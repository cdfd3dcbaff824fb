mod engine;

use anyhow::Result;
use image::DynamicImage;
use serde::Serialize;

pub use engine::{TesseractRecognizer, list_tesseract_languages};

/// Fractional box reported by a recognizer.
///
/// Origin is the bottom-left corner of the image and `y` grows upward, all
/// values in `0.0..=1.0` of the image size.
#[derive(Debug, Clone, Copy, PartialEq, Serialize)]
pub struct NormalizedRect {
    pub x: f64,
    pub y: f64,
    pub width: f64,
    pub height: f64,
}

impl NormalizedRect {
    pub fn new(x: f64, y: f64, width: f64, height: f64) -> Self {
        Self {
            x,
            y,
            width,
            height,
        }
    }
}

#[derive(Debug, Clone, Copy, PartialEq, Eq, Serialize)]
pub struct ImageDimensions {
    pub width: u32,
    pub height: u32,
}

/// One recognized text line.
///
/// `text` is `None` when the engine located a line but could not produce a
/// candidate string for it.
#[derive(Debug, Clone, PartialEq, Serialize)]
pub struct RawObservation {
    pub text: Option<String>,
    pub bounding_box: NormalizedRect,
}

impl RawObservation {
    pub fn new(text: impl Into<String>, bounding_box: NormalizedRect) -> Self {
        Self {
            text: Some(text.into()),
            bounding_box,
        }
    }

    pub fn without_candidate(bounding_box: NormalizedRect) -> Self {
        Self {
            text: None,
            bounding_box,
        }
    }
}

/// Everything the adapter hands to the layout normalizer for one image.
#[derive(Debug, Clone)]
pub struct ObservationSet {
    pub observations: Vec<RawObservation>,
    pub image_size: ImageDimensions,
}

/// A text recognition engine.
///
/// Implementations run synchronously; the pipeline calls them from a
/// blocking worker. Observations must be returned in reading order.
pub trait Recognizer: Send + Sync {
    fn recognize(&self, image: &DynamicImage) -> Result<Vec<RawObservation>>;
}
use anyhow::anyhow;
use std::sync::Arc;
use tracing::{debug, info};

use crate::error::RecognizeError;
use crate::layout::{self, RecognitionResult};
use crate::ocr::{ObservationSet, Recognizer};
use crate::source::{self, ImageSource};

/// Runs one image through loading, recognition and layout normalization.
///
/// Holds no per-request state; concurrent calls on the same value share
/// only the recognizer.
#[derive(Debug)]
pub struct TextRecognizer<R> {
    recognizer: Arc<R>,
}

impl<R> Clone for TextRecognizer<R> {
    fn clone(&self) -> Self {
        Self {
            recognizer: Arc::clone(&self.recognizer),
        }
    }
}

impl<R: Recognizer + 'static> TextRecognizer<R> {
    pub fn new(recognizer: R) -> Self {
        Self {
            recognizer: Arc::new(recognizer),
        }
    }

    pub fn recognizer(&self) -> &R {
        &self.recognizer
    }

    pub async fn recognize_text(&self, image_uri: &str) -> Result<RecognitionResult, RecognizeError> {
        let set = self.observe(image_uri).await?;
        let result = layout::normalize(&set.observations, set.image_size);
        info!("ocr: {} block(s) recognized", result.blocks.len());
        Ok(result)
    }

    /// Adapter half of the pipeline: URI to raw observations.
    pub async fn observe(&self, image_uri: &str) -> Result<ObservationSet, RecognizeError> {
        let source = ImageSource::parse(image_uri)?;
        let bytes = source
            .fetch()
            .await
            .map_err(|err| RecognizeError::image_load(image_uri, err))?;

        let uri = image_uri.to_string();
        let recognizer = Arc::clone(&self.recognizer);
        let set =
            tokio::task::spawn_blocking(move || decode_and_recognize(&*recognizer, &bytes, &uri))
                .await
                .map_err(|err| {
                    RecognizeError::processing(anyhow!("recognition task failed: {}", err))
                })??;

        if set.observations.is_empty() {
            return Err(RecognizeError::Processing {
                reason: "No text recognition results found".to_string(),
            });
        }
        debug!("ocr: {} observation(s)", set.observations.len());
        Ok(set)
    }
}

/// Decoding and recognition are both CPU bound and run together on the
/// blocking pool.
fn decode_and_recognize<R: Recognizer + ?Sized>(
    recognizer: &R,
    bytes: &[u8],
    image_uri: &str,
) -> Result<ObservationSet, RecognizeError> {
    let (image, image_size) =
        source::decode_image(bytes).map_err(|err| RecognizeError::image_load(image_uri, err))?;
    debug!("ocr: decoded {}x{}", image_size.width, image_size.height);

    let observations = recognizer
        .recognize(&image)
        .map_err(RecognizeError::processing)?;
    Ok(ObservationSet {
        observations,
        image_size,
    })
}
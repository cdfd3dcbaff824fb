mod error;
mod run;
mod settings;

__EXERCISE DETAILS__. Take every line in the preceding listing that contains "RawObservation" and copy it.

__SOLUTION FOR THIS TASK__.
pub struct RawObservation {
impl RawObservation {
    pub observations: Vec<RawObservation>,
    fn recognize(&self, image: &DynamicImage) -> Result<Vec<RawObservation>>;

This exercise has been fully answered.